The theory was that snakes evolved from extreme burrowers. But that’s not what this team found:
The ancestor of all living snakes probably had substantially better vision than present-day burrowing snakes, according to new research.
An international team of scientists — led by the Natural History Museum and the University of Plymouth — carried out the first detailed analysis of gene sequence data for any species of the so-called “blindsnakes” (Scolecophidia), a group of small-eyed burrowers.
They found that seven of the 12 genes associated with bright-light vision in most snakes and lizards species are not present in scolecophidians.

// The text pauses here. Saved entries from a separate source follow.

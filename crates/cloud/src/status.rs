//! Mapping of RunPod job states and outputs onto [`JobStatus`].

use comfyrun_core::job::{Artifact, ArtifactPayload, JobStatus};

use crate::client::StatusResponse;

/// Map a status response to the shared status model.
///
/// | RunPod                 | JobStatus   |
/// |------------------------|-------------|
/// | `IN_QUEUE`, `QUEUED`   | `Queued`    |
/// | `IN_PROGRESS`          | `Running`   |
/// | `COMPLETED`            | `Succeeded` |
/// | `FAILED`, `TIMED_OUT`  | `Failed`    |
/// | `CANCELLED`            | `Cancelled` |
///
/// Unknown states are treated as still running.
pub fn map_status(job_id: &str, response: &StatusResponse) -> JobStatus {
    match response.status.as_str() {
        "IN_QUEUE" | "QUEUED" => JobStatus::Queued,
        "IN_PROGRESS" => JobStatus::Running,
        "COMPLETED" => JobStatus::Succeeded(output_artifacts(job_id, response.output.as_ref())),
        "FAILED" => JobStatus::Failed(error_text(response.error.as_ref())),
        "TIMED_OUT" => JobStatus::Failed(format!(
            "RunPod job timed out: {}",
            error_text(response.error.as_ref())
        )),
        "CANCELLED" => JobStatus::Cancelled,
        other => {
            tracing::warn!(job_id, status = other, "Unknown RunPod status, treating as running");
            JobStatus::Running
        }
    }
}

/// Extract inline images from a completed job's `output`.
///
/// `output` is either `{"images": [...]}` or a bare list. Each item is
/// a base64 string or an object with `filename` and `data` (or `image`).
/// Items in any other shape are skipped.
pub fn output_artifacts(job_id: &str, output: Option<&serde_json::Value>) -> Vec<Artifact> {
    let images = match output {
        Some(serde_json::Value::Object(obj)) => obj.get("images").and_then(|v| v.as_array()),
        Some(serde_json::Value::Array(items)) => Some(items),
        _ => None,
    };
    let Some(images) = images else {
        tracing::warn!(job_id, "RunPod output has no image list");
        return Vec::new();
    };

    images
        .iter()
        .enumerate()
        .filter_map(|(index, item)| {
            let fallback = || format!("output_{job_id}_{index:03}.png");
            let (name, data) = match item {
                serde_json::Value::String(data) => (fallback(), data.clone()),
                serde_json::Value::Object(obj) => {
                    let data = obj
                        .get("data")
                        .or_else(|| obj.get("image"))
                        .and_then(|v| v.as_str())?;
                    let name = obj
                        .get("filename")
                        .and_then(|v| v.as_str())
                        .map(str::to_string)
                        .unwrap_or_else(fallback);
                    (name, data.to_string())
                }
                _ => {
                    tracing::warn!(job_id, index, "Skipping RunPod output item with unexpected shape");
                    return None;
                }
            };
            Some(Artifact {
                name,
                node_id: None,
                payload: ArtifactPayload::Base64(data),
            })
        })
        .collect()
}

fn error_text(error: Option<&serde_json::Value>) -> String {
    match error {
        Some(serde_json::Value::String(s)) => s.clone(),
        Some(serde_json::Value::Null) | None => "Unknown error".to_string(),
        Some(other) => other.to_string(),
    }
}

This, they say, demonstrates extensive vision gene loss over tens of millions of years of evolutionary history, similar to that which has also been observed in burrowing mammals with reduced vision.
It also challenges the hypothesis that all snakes living across the world today evolved from extreme burrowers, because the vision genes lost in scolecophidians are present in most other living snakes. The researchers say it would be extremely unlikely for such genetic deficiencies to have been reversed through evolution.
University of Plymouth, “Burrowing snakes have far worse eyesight than their ancestors” at ScienceDaily (December 9, 2021)
In short, the Darwinian assumption that something as complex as eyesight could just somehow evolve turns out to be “extremely unlikely”? They’re going to need to eventually read Michael Behe’s Darwin Devolves.
The paper is open access.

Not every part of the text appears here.